The 25-year-old flanker, who led the British and Irish Lions to victory over Australia last year, became the first player to sign up with the Wales Rugby Union (WRU) over the weekend.
Warburton's Cardiff Blues contract is due to expire later this year.
The central contract with the WRU, seen as a way to stop Welsh talent moving overseas, will mean Warburton can be loaned back to the Blues at no cost to the club when he is not needed for international duty, provided the WRU secures an agreement with the four domestic regions.
Some supporters appeared confused by the deal and called him a “scab” in the belief that Warburton had refused to renew his contract with Cardiff.
But his agent explained that the WRU deal was the only way to keep the player in Wales, as his team were unable to offer him a UK market value contract due to ongoing political problems between the national union and the regions. These issues saw Leigh Halfpenny leave Wales for Toulon this month, and could have seen Warburton double his money by joining that club or Stade Francais.

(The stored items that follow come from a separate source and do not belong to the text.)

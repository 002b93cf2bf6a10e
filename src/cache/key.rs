use crate::url::strip_scheme;

/// Suffix of every cache file
pub const CACHE_SUFFIX: &str = ".html";

/// Derives the cache filename of a URL
///
/// The scheme is stripped, every character that is not an ASCII letter or
/// digit is replaced by `_`, the source's `key_prefix` is prepended and
/// `.html` appended. The function is pure, so the cache filename of a page
/// can be predicted before the page has been fetched.
///
/// # Examples
///
/// ```
/// use news_cacher::cache::derive_key;
///
/// assert_eq!(
///     derive_key("https://www.bbc.co.uk/news/uk-123", "bbc_"),
///     "bbc_www_bbc_co_uk_news_uk_123.html"
/// );
/// ```
pub fn derive_key(url: &str, key_prefix: &str) -> String {
    let body = strip_scheme(url);
    let mut key = String::with_capacity(key_prefix.len() + body.len() + CACHE_SUFFIX.len());
    key.push_str(key_prefix);
    key.extend(
        body.chars()
            .map(|c| if c.is_ascii_alphanumeric() { c } else { '_' }),
    );
    key.push_str(CACHE_SUFFIX);
    key
}

/// Returns true if `key` is safe to use as a filename inside the cache directory
pub fn is_valid_key(key: &str) -> bool {
    !key.is_empty()
        && !key.starts_with('.')
        && key
            .chars()
            .all(|c| c.is_ascii_alphanumeric() || c == '_' || c == '.' || c == '-')
}

#[cfg(test)]
mod tests {
    use super::*;

    #[test]
    fn test_derive_key_is_deterministic() {
        let url = "https://www.theguardian.com/world/2024/jan/01/story";
        assert_eq!(derive_key(url, "guardian_"), derive_key(url, "guardian_"));
    }

    #[test]
    fn test_derive_key_ignores_scheme() {
        assert_eq!(
            derive_key("http://site.example/news/x", "s_"),
            derive_key("https://site.example/news/x", "s_")
        );
    }

    #[test]
    fn test_derive_key_replaces_every_symbol() {
        assert_eq!(
            derive_key("https://site.example/a-b?c=d&e", "s_"),
            "s_site_example_a_b_c_d_e.html"
        );
    }

    #[test]
    fn test_derive_key_non_ascii() {
        assert_eq!(derive_key("https://site.example/café", "s_"), "s_site_example_caf_.html");
    }

    #[test]
    fn test_derive_key_distinguishes_pages() {
        assert_ne!(
            derive_key("https://site.example/news/1", "s_"),
            derive_key("https://site.example/news/2", "s_")
        );
        assert_ne!(
            derive_key("https://site.example/news/1", "a_"),
            derive_key("https://site.example/news/1", "b_")
        );
    }

    #[test]
    fn test_derived_keys_are_valid() {
        assert!(is_valid_key(&derive_key("https://site.example/../../etc/passwd", "s_")));
    }

    #[test]
    fn test_is_valid_key() {
        assert!(is_valid_key("bbc_www_bbc_co_uk_news.html"));
        assert!(!is_valid_key(""));
        assert!(!is_valid_key("../secret"));
        assert!(!is_valid_key("a/b.html"));
        assert!(!is_valid_key(".hidden"));
    }
}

"Some of the uninformed vitriol aimed at my client has been disgraceful," Warburton's agent Derwyn Jones told The Times.
"I cannot comment on many aspects of Sam's contract negotiation process due to client confidentiality but the broad facts are as follows: Cardiff Blues and the WRU could not table a joint offer for Sam because of the current political fallout between the Welsh regions and the WRU.
"Cardiff Blues alone could not give Sam a market value contract offer due to the uncertain future of the game in Wales. They also could not offer this to Leigh Halfpenny who has since signed for Toulon.

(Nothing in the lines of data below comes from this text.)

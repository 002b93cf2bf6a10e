//! Bounded crawl queue
//!
//! A FIFO of pending URLs drained by at most `max-concurrent-fetches`
//! in-flight units. The drain loop runs on the calling task: units are polled
//! through a `FuturesUnordered` and their outcomes are applied between
//! awaits, so the visited set, queue, active count and quotas have exactly
//! one writer and need no locking.

use crate::cache::CacheStore;
use crate::config::{Config, CrawlerConfig};
use crate::crawler::rewrite::LinkRewriter;
use crate::crawler::unit::{process_url, UnitContext, UnitError, UnitOutcome};
use crate::output::{CrawlSummary, RemoteLogger, SourceTally};
use crate::state::{CrawlState, PendingUrl, QuotaCounters};
use crate::url::{normalize_url, SourceId, Sources, UrlClass};
use crate::{CacherError, UrlError};
use chrono::Utc;
use futures::stream::{FuturesUnordered, StreamExt};
use reqwest::Client;
use std::future::Future;
use std::sync::Arc;
use std::time::{Duration, Instant};
use url::Url;

/// Result of offering a URL to the queue
#[derive(Debug, Clone, Copy, PartialEq, Eq)]
pub enum EnqueueOutcome {
    /// Appended to the tail
    Queued,
    /// Empty or whitespace-only input
    Empty,
    /// Not a parseable http(s) URL
    Invalid,
    /// Carries a fragment marker
    Fragment,
    /// Not an article or seed of a crawled source
    External,
    /// Already dispatched in this run
    AlreadyVisited,
    /// Already waiting in the queue
    AlreadyQueued,
    /// The article's source has reached its quota
    QuotaExhausted,
}

impl EnqueueOutcome {
    pub fn is_queued(&self) -> bool {
        matches!(self, Self::Queued)
    }

    /// Short name used when tallying drops
    pub fn reason(&self) -> &'static str {
        match self {
            Self::Queued => "queued",
            Self::Empty => "empty",
            Self::Invalid => "invalid",
            Self::Fragment => "fragment",
            Self::External => "external",
            Self::AlreadyVisited => "already-visited",
            Self::AlreadyQueued => "already-queued",
            Self::QuotaExhausted => "quota-exhausted",
        }
    }
}

/// What one completed unit reports back to the drain loop
struct Completion {
    url: Url,
    class: UrlClass,
    result: Result<UnitOutcome, UnitError>,
}

fn run_unit(ctx: Arc<UnitContext>, pending: PendingUrl) -> impl Future<Output = Completion> {
    async move {
        let PendingUrl { url, class } = pending;
        let result = process_url(&ctx, url.clone(), class).await;
        Completion { url, class, result }
    }
}

/// Bounded crawl queue for one run
pub struct CrawlQueue {
    ctx: Arc<UnitContext>,
    state: CrawlState,
    logger: RemoteLogger,
    concurrency: usize,
    log_every: u64,
    article_max_age: Option<chrono::Duration>,
    only_source: Option<SourceId>,
    quota_announced: bool,
    summary: CrawlSummary,
    started: Instant,
}

impl CrawlQueue {
    /// Creates an empty queue for the configured sources
    ///
    /// Crawler settings are taken as they are; `validate` is expected to
    /// have run on `config` already.
    pub fn new(
        config: &Config,
        client: Client,
        store: Arc<dyn CacheStore>,
        logger: RemoteLogger,
    ) -> Result<Self, UrlError> {
        let sources = Arc::new(Sources::from_config(config)?);
        Ok(Self::with_sources(&config.crawler, sources, client, store, logger))
    }

    /// Creates an empty queue over an already compiled source table
    pub fn with_sources(
        settings: &CrawlerConfig,
        sources: Arc<Sources>,
        client: Client,
        store: Arc<dyn CacheStore>,
        logger: RemoteLogger,
    ) -> Self {
        let quotas = QuotaCounters::from_sources(&sources, settings.strict_quota);

        let ctx = UnitContext {
            client,
            store,
            rewriter: LinkRewriter::new(Arc::clone(&sources)),
            sources,
            seed_timeout: Duration::from_millis(settings.seed_timeout_ms),
            article_timeout: Duration::from_millis(settings.article_timeout_ms),
        };

        Self {
            ctx: Arc::new(ctx),
            state: CrawlState::new(quotas),
            logger,
            concurrency: settings.max_concurrent_fetches.max(1) as usize,
            log_every: u64::from(settings.log_every.max(1)),
            article_max_age: settings
                .article_max_age_hours
                .and_then(|hours| i64::try_from(hours).ok())
                .map(chrono::Duration::hours),
            only_source: None,
            quota_announced: false,
            summary: CrawlSummary::default(),
            started: Instant::now(),
        }
    }

    /// Limits the crawl to pages of one source
    ///
    /// Links to other sources are still rewritten but never enqueued.
    pub fn restrict_to_source(&mut self, name: &str) -> Result<(), CacherError> {
        let id = self
            .ctx
            .sources
            .by_name(name)
            .map(|source| source.id)
            .ok_or_else(|| CacherError::UnknownSource(name.to_string()))?;
        self.only_source = Some(id);
        Ok(())
    }

    pub fn sources(&self) -> &Sources {
        &self.ctx.sources
    }

    pub fn state(&self) -> &CrawlState {
        &self.state
    }

    /// Offers a URL to the queue
    ///
    /// The URL is appended to the tail unless it is empty, malformed,
    /// fragment-bearing, outside the crawled sources, already visited or
    /// queued, or an article of a source whose quota is exhausted. Seeds are
    /// recognized by exact match and never checked against quota.
    ///
    /// Enqueueing does not fetch anything: URLs added while `drain` runs are
    /// picked up by that drain, otherwise by the next call to `drain`.
    pub fn enqueue(&mut self, raw: &str) -> EnqueueOutcome {
        let outcome = self.offer(raw);
        self.tally(outcome);
        outcome
    }

    /// Enqueues a section page of `source`, bypassing quota
    pub fn enqueue_seed(&mut self, url: &str, source: SourceId) -> EnqueueOutcome {
        let outcome = match normalize_url(url) {
            Ok(url) => self.push(url, UrlClass::Seed(source)),
            Err(UrlError::Fragment(_)) => EnqueueOutcome::Fragment,
            Err(_) => EnqueueOutcome::Invalid,
        };
        self.tally(outcome);
        outcome
    }

    /// Enqueues the seeds of every source, or of the restricted one
    pub fn enqueue_all_seeds(&mut self) -> usize {
        let seeds: Vec<(Url, SourceId)> = self
            .ctx
            .sources
            .iter()
            .filter(|source| self.only_source.map_or(true, |only| only == source.id))
            .flat_map(|source| source.seeds.iter().map(move |seed| (seed.clone(), source.id)))
            .collect();

        seeds
            .into_iter()
            .filter(|(seed, id)| self.enqueue_seed(seed.as_str(), *id).is_queued())
            .count()
    }

    fn offer(&mut self, raw: &str) -> EnqueueOutcome {
        let raw = raw.trim();
        if raw.is_empty() {
            return EnqueueOutcome::Empty;
        }

        match normalize_url(raw) {
            Ok(url) => self.offer_url(url),
            Err(UrlError::Fragment(_)) => EnqueueOutcome::Fragment,
            Err(_) => EnqueueOutcome::Invalid,
        }
    }

    fn offer_url(&mut self, url: Url) -> EnqueueOutcome {
        let class = self.ctx.sources.classify_url(&url);

        if let Some(id) = class.source() {
            if self.only_source.map_or(false, |only| only != id) {
                return EnqueueOutcome::External;
            }
        }

        match class {
            UrlClass::External => EnqueueOutcome::External,
            UrlClass::Article(id) if !self.state.quotas.has_remaining(id) => {
                EnqueueOutcome::QuotaExhausted
            }
            _ => self.push(url, class),
        }
    }

    fn push(&mut self, url: Url, class: UrlClass) -> EnqueueOutcome {
        if self.state.is_visited(&url) {
            EnqueueOutcome::AlreadyVisited
        } else if self.state.is_queued(&url) {
            EnqueueOutcome::AlreadyQueued
        } else {
            self.state.push(PendingUrl { url, class });
            EnqueueOutcome::Queued
        }
    }

    fn tally(&mut self, outcome: EnqueueOutcome) {
        if !outcome.is_queued() {
            self.summary.record_drop(outcome.reason());
        }
    }

    /// Drains the queue
    ///
    /// Dispatches URLs in FIFO order while fewer than the concurrency cap are
    /// in flight, applies each completed unit (quota, discovered links), and
    /// returns once the queue is empty and nothing is in flight. Calling it
    /// again after further `enqueue` calls resumes with the same state.
    pub async fn drain(&mut self) -> CrawlSummary {
        let mut in_flight = FuturesUnordered::new();

        loop {
            while self.state.active() < self.concurrency {
                let Some(pending) = self.next_dispatchable() else {
                    break;
                };
                in_flight.push(run_unit(Arc::clone(&self.ctx), pending));
            }

            match in_flight.next().await {
                Some(completion) => {
                    self.state.finish_dispatch();
                    self.complete(completion);
                    tokio::task::yield_now().await;
                }
                None => break,
            }
        }

        self.summary()
    }

    /// Pops URLs until one may be fetched, marking it visited and active
    ///
    /// Articles of exhausted sources are dropped here, and once every source
    /// is exhausted so is everything else still queued. Fresh cached articles
    /// are counted without being fetched.
    fn next_dispatchable(&mut self) -> Option<PendingUrl> {
        while let Some(pending) = self.state.pop() {
            if !self.state.quotas.any_remaining() {
                tracing::debug!("All quotas reached, dropping {}", pending.url);
                self.summary
                    .record_drop(EnqueueOutcome::QuotaExhausted.reason());
                continue;
            }

            if let UrlClass::Article(id) = pending.class {
                if !self.state.quotas.has_remaining(id) {
                    tracing::debug!("Quota reached, dropping {}", pending.url);
                    self.summary
                        .record_drop(EnqueueOutcome::QuotaExhausted.reason());
                    continue;
                }

                if self.is_fresh(&pending) {
                    self.state.mark_visited(&pending.url);
                    self.state.quotas.record_success(id);
                    self.summary.fresh_skipped += 1;
                    tracing::debug!("Still fresh in cache, skipping {}", pending.url);
                    self.announce_if_exhausted();
                    continue;
                }

                self.state.quotas.reserve(id);
            }

            self.state.mark_visited(&pending.url);
            self.state.begin_dispatch();
            self.report_progress();
            return Some(pending);
        }

        None
    }

    fn is_fresh(&self, pending: &PendingUrl) -> bool {
        let (Some(max_age), Some(id)) = (self.article_max_age, pending.class.source()) else {
            return false;
        };

        let key = self.ctx.sources.get(id).cache_key(&pending.url);
        if !self.ctx.store.exists(&key) {
            return false;
        }

        self.ctx
            .store
            .mtime(&key)
            .map_or(false, |modified| Utc::now() - modified < max_age)
    }

    fn report_progress(&self) {
        let dequeued = self.state.dequeued();
        if dequeued % self.log_every == 0 {
            let message = format!(
                "[News Cache] Articles remaining: {}",
                self.state.pending_len()
            );
            tracing::info!("{} ({} fetched or in flight)", message, dequeued);
            self.logger.log(message);
        }
    }

    fn complete(&mut self, completion: Completion) {
        let Completion { url, class, result } = completion;

        if let UrlClass::Article(id) = class {
            self.state.quotas.release(id);
        }

        match result {
            Ok(outcome) => {
                self.summary.bytes_written += outcome.bytes_written as u64;

                match class {
                    UrlClass::Article(id) => {
                        let count = self.state.quotas.record_success(id);
                        self.summary.articles_cached += 1;
                        tracing::info!(
                            "Cached article {}/{} for {}: {}",
                            count,
                            self.state.quotas.limit(id),
                            self.ctx.sources.get(id).label,
                            outcome.title.as_deref().unwrap_or(url.as_str())
                        );
                        self.announce_if_exhausted();
                    }
                    _ => {
                        self.summary.seeds_cached += 1;
                        tracing::info!("Cached section page {}", url);
                    }
                }

                for target in outcome.discovered {
                    let enqueued = self.offer_url(target);
                    self.tally(enqueued);
                }
            }
            Err(e) => {
                tracing::warn!("Failed to cache {}: {}", url, e);
                self.summary.record_failure(e.kind());
            }
        }
    }

    fn announce_if_exhausted(&mut self) {
        if self.quota_announced || self.state.quotas.any_remaining() {
            return;
        }

        self.quota_announced = true;
        let message = "[News Cache] Reached article limit for every source.";
        tracing::info!("{}", message);
        self.logger.log(message);
    }

    /// Counters of the run so far
    pub fn summary(&self) -> CrawlSummary {
        let mut summary = self.summary.clone();
        summary.per_source = self
            .ctx
            .sources
            .iter()
            .map(|source| SourceTally {
                name: source.name.clone(),
                label: source.label.clone(),
                cached: self.state.quotas.count(source.id),
                quota: source.quota,
            })
            .collect();
        summary.peak_active = self.state.peak_active();
        summary.dequeued = self.state.dequeued();
        summary.elapsed = self.started.elapsed();
        summary
    }
}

"Sam was faced with the following two options regarding his playing future: pursue interest from two teams in the French Top 14 at twice his UK market value (or) sign a three-year employment contract with the WRU to stay in Wales at his UK market value."

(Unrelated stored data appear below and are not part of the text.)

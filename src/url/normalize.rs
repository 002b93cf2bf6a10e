use crate::UrlError;
use url::Url;

/// Schemes that can never lead to a cacheable page
const SKIPPED_SCHEMES: &[&str] = &["javascript:", "mailto:", "tel:", "data:"];

/// Normalizes an absolute URL string
///
/// # Normalization Steps
///
/// 1. Trim surrounding whitespace and parse; reject if malformed
/// 2. Reject anything that is not http or https
/// 3. Reject URLs without a host
/// 4. Reject URLs carrying a fragment marker (`#`)
///
/// Host lowercasing and percent-encoding are left to [`Url::parse`], so two
/// strings that normalize to the same `Url` are the same page.
///
/// # Examples
///
/// ```
/// use news_cacher::url::normalize_url;
///
/// let url = normalize_url("  https://WWW.BBC.CO.UK/news  ").unwrap();
/// assert_eq!(url.as_str(), "https://www.bbc.co.uk/news");
///
/// assert!(normalize_url("https://www.bbc.co.uk/news#top").is_err());
/// ```
pub fn normalize_url(url_str: &str) -> Result<Url, UrlError> {
    let trimmed = url_str.trim();
    if trimmed.contains('#') {
        return Err(UrlError::Fragment(trimmed.to_string()));
    }

    let url = Url::parse(trimmed).map_err(|e| UrlError::Parse(e.to_string()))?;
    check_http(&url)?;
    Ok(url)
}

fn check_http(url: &Url) -> Result<(), UrlError> {
    if url.scheme() != "http" && url.scheme() != "https" {
        return Err(UrlError::InvalidScheme(format!(
            "Only HTTP and HTTPS schemes are supported, got: {}",
            url.scheme()
        )));
    }

    if url.host_str().map_or(true, str::is_empty) {
        return Err(UrlError::MissingDomain);
    }

    Ok(())
}

/// Resolves a raw `href` value found on `page_url` to an absolute URL
///
/// Root-relative links (`/path`) resolve against `source_base`, the
/// canonical base of the publisher the page belongs to, so that redirects
/// never shift the base of later links. Other relative links resolve
/// against the page itself; absolute links are parsed as-is.
///
/// Returns `None` for links that can never be crawled:
/// - empty hrefs
/// - hrefs carrying a fragment marker (`#top`, `/page#section`)
/// - `javascript:`, `mailto:`, `tel:` and `data:` links
/// - anything that does not resolve to an http(s) URL with a host
pub fn resolve_href(page_url: &Url, source_base: Option<&Url>, href: &str) -> Option<Url> {
    let href = href.trim();

    if href.is_empty() || href.contains('#') {
        return None;
    }

    let lower = href.to_ascii_lowercase();
    if SKIPPED_SCHEMES.iter().any(|scheme| lower.starts_with(scheme)) {
        return None;
    }

    let base = if href.starts_with('/') && !href.starts_with("//") {
        source_base.unwrap_or(page_url)
    } else {
        page_url
    };

    let resolved = base.join(href).ok()?;
    check_http(&resolved).ok()?;
    Some(resolved)
}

Most of the abuse appears to have since been deleted from Twitter.
"At this time, however, due to the current fallout between the regions and the WRU, there are no cast iron guarantees that Sam will be able to play for Cardiff Blues next season," said Jones.
"Sam wants to stay in Wales and intends to play for Cardiff Blues next season should all the issues be resolved. But if he had moved to France there would have been absolutely no chance of him playing for the team he has supported since he was a young boy.
"He also prefers staying in Wales over moving to France as he is passionate about maintaining the Wales captaincy. Sam appreciates that playing for Wales is a privileged position and does not, in any way, take this for granted."